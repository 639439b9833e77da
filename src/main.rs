use std::sync::Arc;

use anyhow::{Error, Result, anyhow};
use tracing_subscriber::EnvFilter;
use valuation_service::{
    api::{AppState, run_api_server},
    clients::{
        circuit_breaker::CircuitBreaker, database::ValuationStore, health::HealthChecker,
        premium_car::PremiumCarClient, super_car::SuperCarClient, valuation::ValuationFetcher,
    },
    config::Config,
};

#[tokio::main]
async fn main() -> Result<(), Error> {
    let config = Config::load()?;

    tracing_subscriber::fmt()
        .with_env_filter(
            EnvFilter::try_from_default_env().unwrap_or_else(|_| EnvFilter::new("info")),
        )
        .init();

    let store = ValuationStore::connect(&config.database_url).await?;
    let circuit_breaker = CircuitBreaker::new(config.circuit_breaker_config());
    let super_car = SuperCarClient::new(&config)?;
    let premium_car = PremiumCarClient::new(&config)?;

    let state = Arc::new(AppState {
        health_checker: HealthChecker::new(store.clone(), circuit_breaker.clone()),
        fetcher: ValuationFetcher::new(circuit_breaker, super_car, premium_car),
        store,
    });

    run_api_server(state, config.server_port)
        .await
        .map_err(|e| anyhow!("Server error: {}", e))?;

    Ok(())
}
use std::collections::HashMap;

use chrono::{DateTime, Utc};
use serde::Serialize;

use crate::models::circuit_breaker::CircuitState;

#[derive(Debug, Clone, Copy, PartialEq, Serialize)]
#[serde(rename_all = "lowercase")]
pub enum HealthStatus {
    Healthy,
    Degraded,
    Unhealthy,
}

#[derive(Debug, Clone, Serialize)]
pub struct HealthCheckResponse {
    pub status: HealthStatus,
    pub timestamp: DateTime<Utc>,
    pub checks: HashMap<String, ServiceHealth>,
}

#[derive(Debug, Clone, Serialize)]
pub struct ServiceHealth {
    pub status: HealthStatus,

    #[serde(skip_serializing_if = "Option::is_none")]
    pub response_time_ms: Option<u64>,

    #[serde(skip_serializing_if = "Option::is_none")]
    pub circuit_breaker: Option<String>,

    #[serde(skip_serializing_if = "Option::is_none")]
    pub error: Option<String>,
}

impl ServiceHealth {
    pub fn healthy(response_time_ms: u64) -> Self {
        Self {
            status: HealthStatus::Healthy,
            response_time_ms: Some(response_time_ms),
            circuit_breaker: None,
            error: None,
        }
    }

    pub fn unhealthy(error: String) -> Self {
        Self {
            status: HealthStatus::Unhealthy,
            response_time_ms: None,
            circuit_breaker: None,
            error: Some(error),
        }
    }

    /// Health of the upstream provider pair as seen through the breaker.
    /// An open circuit is degraded, not unhealthy: the fallback provider
    /// still serves valuations.
    pub fn circuit(state: CircuitState) -> Self {
        let status = match state {
            CircuitState::Closed => HealthStatus::Healthy,
            CircuitState::Open => HealthStatus::Degraded,
        };

        Self {
            status,
            response_time_ms: None,
            circuit_breaker: Some(state.as_str().to_string()),
            error: None,
        }
    }
}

-.-.-

▶ **Exercise description**: Write out each entry above exactly as it is written.

▶ **Solution to this problem**:
repository 639439b9833e77da
filename src/main.rs
use std::sync::Arc;

use anyhow::{Error, Result, anyhow};
use tracing_subscriber::EnvFilter;
use valuation_service::{
    api::{AppState, run_api_server},
    clients::{
        circuit_breaker::CircuitBreaker, database::ValuationStore, health::HealthChecker,
        premium_car::PremiumCarClient, super_car::SuperCarClient, valuation::ValuationFetcher,
    },
    config::Config,
};

#[tokio::main]
async fn main() -> Result<(), Error> {
    let config = Config::load()?;

    tracing_subscriber::fmt()
        .with_env_filter(
            EnvFilter::try_from_default_env().unwrap_or_else(|_| EnvFilter::new("info")),
        )
        .init();

    let store = ValuationStore::connect(&config.database_url).await?;
    let circuit_breaker = CircuitBreaker::new(config.circuit_breaker_config());
    let super_car = SuperCarClient::new(&config)?;
    let premium_car = PremiumCarClient::new(&config)?;

    let state = Arc::new(AppState {
        health_checker: HealthChecker::new(store.clone(), circuit_breaker.clone()),
        fetcher: ValuationFetcher::new(circuit_breaker, super_car, premium_car),
        store,
    });

    run_api_server(state, config.server_port)
        .await
        .map_err(|e| anyhow!("Server error: {}", e))?;

    Ok(())
}
use std::collections::HashMap;

use chrono::{DateTime, Utc};
use serde::Serialize;

use crate::models::circuit_breaker::CircuitState;

#[derive(Debug, Clone, Copy, PartialEq, Serialize)]
#[serde(rename_all = "lowercase")]
pub enum HealthStatus {
    Healthy,
    Degraded,
    Unhealthy,
}

#[derive(Debug, Clone, Serialize)]
pub struct HealthCheckResponse {
    pub status: HealthStatus,
    pub timestamp: DateTime<Utc>,
    pub checks: HashMap<String, ServiceHealth>,
}

#[derive(Debug, Clone, Serialize)]
pub struct ServiceHealth {
    pub status: HealthStatus,

    #[serde(skip_serializing_if = "Option::is_none")]
    pub response_time_ms: Option<u64>,

    #[serde(skip_serializing_if = "Option::is_none")]
    pub circuit_breaker: Option<String>,

    #[serde(skip_serializing_if = "Option::is_none")]
    pub error: Option<String>,
}

impl ServiceHealth {
    pub fn healthy(response_time_ms: u64) -> Self {
        Self {
            status: HealthStatus::Healthy,
            response_time_ms: Some(response_time_ms),
            circuit_breaker: None,
            error: None,
        }
    }

    pub fn unhealthy(error: String) -> Self {
        Self {
            status: HealthStatus::Unhealthy,
            response_time_ms: None,
            circuit_breaker: None,
            error: Some(error),
        }
    }

    /// Health of the upstream provider pair as seen through the breaker.
    /// An open circuit is degraded, not unhealthy: the fallback provider
    /// still serves valuations.
    pub fn circuit(state: CircuitState) -> Self {
        let status = match state {
            CircuitState::Closed => HealthStatus::Healthy,
            CircuitState::Open => HealthStatus::Degraded,
        };

        Self {
            status,
            response_time_ms: None,
            circuit_breaker: Some(state.as_str().to_string()),
            error: None,
        }
    }
}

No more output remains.